[Start of Attachment]

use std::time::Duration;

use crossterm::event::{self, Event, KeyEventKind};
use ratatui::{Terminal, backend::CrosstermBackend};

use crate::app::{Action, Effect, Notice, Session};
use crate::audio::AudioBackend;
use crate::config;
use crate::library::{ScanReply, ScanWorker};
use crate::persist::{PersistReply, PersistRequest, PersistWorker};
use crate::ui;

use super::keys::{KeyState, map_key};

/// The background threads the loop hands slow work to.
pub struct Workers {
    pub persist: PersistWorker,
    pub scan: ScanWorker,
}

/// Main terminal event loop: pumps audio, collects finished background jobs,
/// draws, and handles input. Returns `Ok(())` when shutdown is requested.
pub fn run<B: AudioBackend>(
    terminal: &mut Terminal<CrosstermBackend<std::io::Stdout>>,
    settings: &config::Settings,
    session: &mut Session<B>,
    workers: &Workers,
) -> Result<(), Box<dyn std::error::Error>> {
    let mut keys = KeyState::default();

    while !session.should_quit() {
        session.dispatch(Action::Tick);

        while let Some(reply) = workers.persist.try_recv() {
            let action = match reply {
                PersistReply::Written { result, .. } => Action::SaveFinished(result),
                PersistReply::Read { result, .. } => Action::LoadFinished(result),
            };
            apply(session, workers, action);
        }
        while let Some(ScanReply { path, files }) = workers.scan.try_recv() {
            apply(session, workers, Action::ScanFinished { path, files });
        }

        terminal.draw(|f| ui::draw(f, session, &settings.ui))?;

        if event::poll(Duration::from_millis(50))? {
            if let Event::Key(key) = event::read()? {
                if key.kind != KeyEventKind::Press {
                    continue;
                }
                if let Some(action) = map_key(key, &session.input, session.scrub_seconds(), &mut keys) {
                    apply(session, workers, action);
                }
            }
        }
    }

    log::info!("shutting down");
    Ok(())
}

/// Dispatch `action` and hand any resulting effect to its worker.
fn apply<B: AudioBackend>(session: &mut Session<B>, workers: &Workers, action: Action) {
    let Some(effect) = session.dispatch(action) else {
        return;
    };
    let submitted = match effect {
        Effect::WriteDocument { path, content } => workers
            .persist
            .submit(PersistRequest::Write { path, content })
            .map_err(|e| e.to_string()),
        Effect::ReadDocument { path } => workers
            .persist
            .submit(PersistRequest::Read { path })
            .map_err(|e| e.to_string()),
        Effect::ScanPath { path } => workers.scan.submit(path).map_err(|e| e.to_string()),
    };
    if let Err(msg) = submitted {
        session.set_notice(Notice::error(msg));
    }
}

[End of Attachment]

▸ **Exercise directions**: Would you count the lines in the data that include the word "PersistReply" and reply with only the number?

▸ **Answer**: 3